◆ WHAT YOU NEED TO DO: Lines from the entries below that hold "into" form the answer; copy all of them.

Saved data entries:
* * * * *
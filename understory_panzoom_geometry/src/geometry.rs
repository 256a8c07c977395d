// Copyright 2025 the Understory Authors
// SPDX-License-Identifier: Apache-2.0 OR MIT

use kurbo::{Point, Rect, Vec2};

use crate::config::{Config, Fit, ZoomLevel};
use crate::state::{PanPercent, PanZoomState, SurfaceMetrics};

/// Pan/zoom geometry for one measurement of the viewport and content.
///
/// A `Geometry` pairs the resolved [`Config`] with a fresh [`SurfaceMetrics`]
/// measurement. It only exists for non-degenerate metrics, so every ratio it
/// computes is finite; callers treat a failed [`Geometry::new`] as "skip this
/// update".
///
/// The content is positioned by translating it by `(x, y)` and scaling it by
/// `zoom` about its own center, which gives the following per-axis limits
/// when bounds are enabled:
///
/// - `upper = content / 2 * (zoom - 1)`
/// - `lower = viewport - content - upper`
#[derive(Clone, Copy, Debug)]
pub struct Geometry<'a> {
    config: &'a Config,
    metrics: SurfaceMetrics,
}

impl<'a> Geometry<'a> {
    /// Creates geometry for the given measurement.
    ///
    /// Returns `None` if any surface dimension is zero, negative or not
    /// finite.
    #[must_use]
    pub fn new(config: &'a Config, metrics: SurfaceMetrics) -> Option<Self> {
        if metrics.is_degenerate() {
            return None;
        }
        Some(Self { config, metrics })
    }

    /// Returns the configuration this geometry was created with.
    #[must_use]
    pub fn config(&self) -> &'a Config {
        self.config
    }

    /// Returns the measurement this geometry was created with.
    #[must_use]
    pub fn metrics(&self) -> SurfaceMetrics {
        self.metrics
    }

    /// Zoom factor that fits the content to the viewport, ignoring limits.
    #[must_use]
    pub fn fit_zoom(&self, fit: Fit) -> f64 {
        let SurfaceMetrics { viewport, content } = self.metrics;
        let sx = viewport.width / content.width;
        let sy = viewport.height / content.height;
        match fit {
            Fit::Contain => sx.min(sy),
            Fit::Cover => sx.max(sy),
        }
    }

    /// Resolves a requested zoom level into a zoom factor within the limits.
    ///
    /// Symbolic levels are computed from the unscaled content size, which
    /// does not depend on the current offset; callers re-center the content
    /// (see [`Geometry::centered_offset`]) when applying them.
    #[must_use]
    pub fn sanitize_zoom(&self, level: ZoomLevel) -> f64 {
        match level {
            ZoomLevel::Value(zoom) => self.config.clamp_zoom(zoom),
            ZoomLevel::Fit(fit) => self.config.clamp_zoom(self.fit_zoom(fit)),
        }
    }

    /// Minimum zoom required by the configured bounds mode.
    ///
    /// The result is never below the configured minimum and never above the
    /// configured maximum.
    #[must_use]
    pub fn min_zoom_for_bounds(&self) -> f64 {
        let min_zoom = self.config.min_zoom;
        match self.config.bounds.fit() {
            Some(fit) => min_zoom.max(self.fit_zoom(fit)).min(self.config.max_zoom),
            None => min_zoom,
        }
    }

    /// Offset that centers the content in the viewport.
    ///
    /// Scaling is about the content center, so this does not depend on zoom.
    #[must_use]
    pub fn centered_offset(&self) -> Vec2 {
        let SurfaceMetrics { viewport, content } = self.metrics;
        Vec2::new(
            (viewport.width - content.width) * 0.5,
            (viewport.height - content.height) * 0.5,
        )
    }

    /// Allowed offset range on each axis at the given zoom, as `(min, max)`.
    #[must_use]
    pub fn offset_limits(&self, zoom: f64) -> (Vec2, Vec2) {
        let SurfaceMetrics { viewport, content } = self.metrics;
        let (x0, x1) = axis_limits(content.width, viewport.width, zoom);
        let (y0, y1) = axis_limits(content.height, viewport.height, zoom);
        (Vec2::new(x0, y0), Vec2::new(x1, y1))
    }

    /// Clamps the offsets of `state` to the bounds, if bounds are enabled.
    ///
    /// When the scaled content is smaller than the viewport on an axis, any
    /// offset that keeps it inside the viewport is accepted. When it is
    /// larger, the offset is limited so that no empty space is revealed.
    pub fn clamp_offsets(&self, state: &mut PanZoomState) {
        if !self.config.bounds.is_enabled() {
            return;
        }
        let (min, max) = self.offset_limits(state.zoom);
        state.x = state.x.clamp(min.x, max.x);
        state.y = state.y.clamp(min.y, max.y);
    }

    /// Vector from `anchor` to the current content center.
    ///
    /// `anchor` is in viewport coordinates; `None` uses the viewport center.
    #[must_use]
    pub fn offset_to_center(&self, anchor: Option<Point>, state: &PanZoomState) -> Vec2 {
        let anchor = anchor.unwrap_or_else(|| self.metrics.viewport_center());
        self.content_center(state) - anchor
    }

    /// Moves `state` so that the anchor `offset` away from the content center
    /// stays put when zooming to `new_zoom`.
    ///
    /// The anchor is limited to half the scaled content size on each axis.
    /// This only adjusts the position; the caller stores `new_zoom`.
    pub fn adjust_position_for_zoom(&self, new_zoom: f64, offset: Vec2, state: &mut PanZoomState) {
        let zoom = state.zoom.max(f64::MIN_POSITIVE);
        let growth = (new_zoom - zoom) / zoom;
        let limit_x = self.metrics.content.width * 0.5 * zoom;
        let limit_y = self.metrics.content.height * 0.5 * zoom;
        state.x += offset.x.clamp(-limit_x, limit_x) * growth;
        state.y += offset.y.clamp(-limit_y, limit_y) * growth;
    }

    /// Zooms to `new_zoom` keeping `anchor` stationary.
    ///
    /// `new_zoom` is expected to be sanitized already.
    pub fn zoom_about(&self, new_zoom: f64, anchor: Option<Point>, state: &mut PanZoomState) {
        let offset = self.offset_to_center(anchor, state);
        self.adjust_position_for_zoom(new_zoom, offset, state);
        state.zoom = new_zoom;
    }

    /// Converts a pan percentage into pixel offsets at the given zoom.
    #[must_use]
    pub fn pan_to_percent(&self, pan: PanPercent, zoom: f64) -> Vec2 {
        let SurfaceMetrics { viewport, content } = self.metrics;
        Vec2::new(
            percent_to_offset(pan.x, content.width, viewport.width, zoom),
            percent_to_offset(pan.y, content.height, viewport.height, zoom),
        )
    }

    /// Reads the current pan of `state` as a percentage.
    #[must_use]
    pub fn pan_percent(&self, state: &PanZoomState) -> PanPercent {
        let SurfaceMetrics { viewport, content } = self.metrics;
        PanPercent::new(
            offset_to_percent(state.x, content.width, viewport.width, state.zoom),
            offset_to_percent(state.y, content.height, viewport.height, state.zoom),
        )
    }

    /// Center of the content in viewport coordinates.
    #[must_use]
    pub fn content_center(&self, state: &PanZoomState) -> Point {
        let content = self.metrics.content;
        Point::new(
            state.x + content.width * 0.5,
            state.y + content.height * 0.5,
        )
    }

    /// Rectangle covered by the scaled content, in viewport coordinates.
    #[must_use]
    pub fn content_rect(&self, state: &PanZoomState) -> Rect {
        let content = self.metrics.content;
        Rect::from_center_size(self.content_center(state), content * state.zoom)
    }
}

fn axis_limits(content: f64, viewport: f64, zoom: f64) -> (f64, f64) {
    let upper = content * 0.5 * (zoom - 1.0);
    let lower = -upper + viewport - content;
    (upper.min(lower), upper.max(lower))
}

fn percent_to_offset(percent: f64, content: f64, viewport: f64, zoom: f64) -> f64 {
    -(content * zoom * percent / 100.0) + (zoom - 1.0) * content * 0.5 + viewport * 0.5
}

fn offset_to_percent(offset: f64, content: f64, viewport: f64, zoom: f64) -> f64 {
    let scaled = (content * zoom).max(f64::MIN_POSITIVE);
    ((zoom - 1.0) * content * 0.5 + viewport * 0.5 - offset) / scaled * 100.0
}

#[cfg(test)]
mod tests {
    use kurbo::{Point, Size, Vec2};

    use super::Geometry;
    use crate::config::{BoundsMode, Config, Fit, ZoomLevel};
    use crate::state::{PanPercent, PanZoomState, SurfaceMetrics};

    fn metrics(vw: f64, vh: f64, cw: f64, ch: f64) -> SurfaceMetrics {
        SurfaceMetrics::new(Size::new(vw, vh), Size::new(cw, ch))
    }

    fn close(a: f64, b: f64) -> bool {
        (a - b).abs() < 1e-9
    }

    #[test]
    fn degenerate_metrics_have_no_geometry() {
        let config = Config::default();
        assert!(Geometry::new(&config, metrics(0.0, 600.0, 100.0, 100.0)).is_none());
        assert!(Geometry::new(&config, metrics(800.0, 600.0, 100.0, 0.0)).is_none());
        assert!(Geometry::new(&config, metrics(800.0, 600.0, 100.0, 100.0)).is_some());
    }

    #[test]
    fn fit_zoom_contain_and_cover() {
        let config = Config::default();
        let geometry = Geometry::new(&config, metrics(800.0, 600.0, 1600.0, 800.0)).unwrap();
        assert!(close(geometry.fit_zoom(Fit::Contain), 0.5));
        assert!(close(geometry.fit_zoom(Fit::Cover), 0.75));
    }

    #[test]
    fn sanitize_clamps_numeric_and_symbolic_levels() {
        let mut config = Config::default();
        config.set_zoom_limits(1.0, 4.0);
        let geometry = Geometry::new(&config, metrics(800.0, 600.0, 1600.0, 1200.0)).unwrap();

        assert_eq!(geometry.sanitize_zoom(ZoomLevel::Value(0.2)), 1.0);
        assert_eq!(geometry.sanitize_zoom(ZoomLevel::Value(9.0)), 4.0);
        assert_eq!(geometry.sanitize_zoom(ZoomLevel::Value(2.0)), 2.0);
        // Contain would be 0.5, which is below the limit.
        assert_eq!(geometry.sanitize_zoom(ZoomLevel::CONTAIN), 1.0);
    }

    #[test]
    fn min_zoom_for_bounds_raises_minimum() {
        let mut config = Config::default();
        let m = metrics(800.0, 600.0, 400.0, 400.0);

        config.bounds = BoundsMode::Contain;
        let geometry = Geometry::new(&config, m).unwrap();
        assert!(close(geometry.min_zoom_for_bounds(), 1.5));

        config.bounds = BoundsMode::Cover;
        let geometry = Geometry::new(&config, m).unwrap();
        assert!(close(geometry.min_zoom_for_bounds(), 2.0));

        config.bounds = BoundsMode::Off;
        let geometry = Geometry::new(&config, m).unwrap();
        assert!(close(geometry.min_zoom_for_bounds(), 0.1));
    }

    #[test]
    fn min_zoom_for_bounds_never_exceeds_maximum() {
        let mut config = Config {
            bounds: BoundsMode::Cover,
            ..Config::default()
        };
        config.set_zoom_limits(1.0, 1.0);
        let geometry = Geometry::new(&config, metrics(800.0, 600.0, 100.0, 100.0)).unwrap();
        assert_eq!(geometry.min_zoom_for_bounds(), 1.0);
    }

    #[test]
    fn clamp_keeps_large_content_over_viewport() {
        let config = Config::default();
        let geometry = Geometry::new(&config, metrics(800.0, 600.0, 800.0, 600.0)).unwrap();
        let mut state = PanZoomState::new(2.0, 10_000.0, -10_000.0);
        geometry.clamp_offsets(&mut state);

        let rect = geometry.content_rect(&state);
        assert!(rect.x0 <= 1e-9);
        assert!(rect.x1 >= 800.0 - 1e-9);
        assert!(rect.y0 <= 1e-9);
        assert!(rect.y1 >= 600.0 - 1e-9);
    }

    #[test]
    fn clamp_keeps_small_content_inside_viewport() {
        let config = Config::default();
        let geometry = Geometry::new(&config, metrics(800.0, 600.0, 200.0, 100.0)).unwrap();

        // Anywhere inside the window is accepted as is.
        let mut state = PanZoomState::new(1.0, 100.0, 50.0);
        geometry.clamp_offsets(&mut state);
        assert_eq!((state.x, state.y), (100.0, 50.0));

        let mut state = PanZoomState::new(1.0, 5_000.0, -5_000.0);
        geometry.clamp_offsets(&mut state);
        let rect = geometry.content_rect(&state);
        assert!(close(rect.x1, 800.0));
        assert!(close(rect.y0, 0.0));
    }

    #[test]
    fn clamp_is_skipped_without_bounds() {
        let config = Config {
            bounds: BoundsMode::Off,
            ..Config::default()
        };
        let geometry = Geometry::new(&config, metrics(800.0, 600.0, 800.0, 600.0)).unwrap();
        let mut state = PanZoomState::new(1.0, 5_000.0, 5_000.0);
        geometry.clamp_offsets(&mut state);
        assert_eq!((state.x, state.y), (5_000.0, 5_000.0));
    }

    #[test]
    fn zoom_about_keeps_anchor_fixed() {
        let config = Config {
            bounds: BoundsMode::Off,
            ..Config::default()
        };
        let geometry = Geometry::new(&config, metrics(800.0, 600.0, 800.0, 600.0)).unwrap();
        let mut state = PanZoomState::new(1.0, 0.0, 0.0);
        let anchor = Point::new(200.0, 150.0);

        // Content-local point under the anchor before zooming.
        let local = |s: &PanZoomState| {
            let center = geometry.content_center(s);
            (anchor - center) / s.zoom
        };
        let before = local(&state);
        geometry.zoom_about(2.0, Some(anchor), &mut state);
        let after = local(&state);

        assert_eq!(state.zoom, 2.0);
        assert!(close(before.x, after.x));
        assert!(close(before.y, after.y));
    }

    #[test]
    fn adjust_position_limits_far_anchors() {
        let config = Config::default();
        let geometry = Geometry::new(&config, metrics(800.0, 600.0, 100.0, 100.0)).unwrap();
        let mut state = PanZoomState::new(1.0, 0.0, 0.0);
        geometry.adjust_position_for_zoom(2.0, Vec2::new(10_000.0, -10_000.0), &mut state);
        // Growth is 1.0 and the anchor is capped at 50px from the center.
        assert_eq!((state.x, state.y), (50.0, -50.0));
    }

    #[test]
    fn centered_pan_reads_fifty_percent() {
        let config = Config::default();
        let geometry = Geometry::new(&config, metrics(800.0, 600.0, 1600.0, 1200.0)).unwrap();
        for zoom in [0.5, 1.0, 3.0] {
            let offset = geometry.centered_offset();
            let state = PanZoomState::new(zoom, offset.x, offset.y);
            let pan = geometry.pan_percent(&state);
            assert!(close(pan.x, 50.0));
            assert!(close(pan.y, 50.0));
            assert_eq!(geometry.pan_to_percent(PanPercent::CENTER, zoom), offset);
        }
    }

    #[test]
    fn pan_percent_edges() {
        let config = Config::default();
        let geometry = Geometry::new(&config, metrics(400.0, 400.0, 400.0, 400.0)).unwrap();
        // At zoom 2, 0% puts the content's left edge at the viewport center.
        let offset = geometry.pan_to_percent(PanPercent::new(0.0, 100.0), 2.0);
        let state = PanZoomState::new(2.0, offset.x, offset.y);
        let rect = geometry.content_rect(&state);
        assert!(close(rect.x0, 200.0));
        assert!(close(rect.y1, 200.0));
    }
}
* * * * *
◆ ANSWER BOX:
    /// Resolves a requested zoom level into a zoom factor within the limits.
    /// Converts a pan percentage into pixel offsets at the given zoom.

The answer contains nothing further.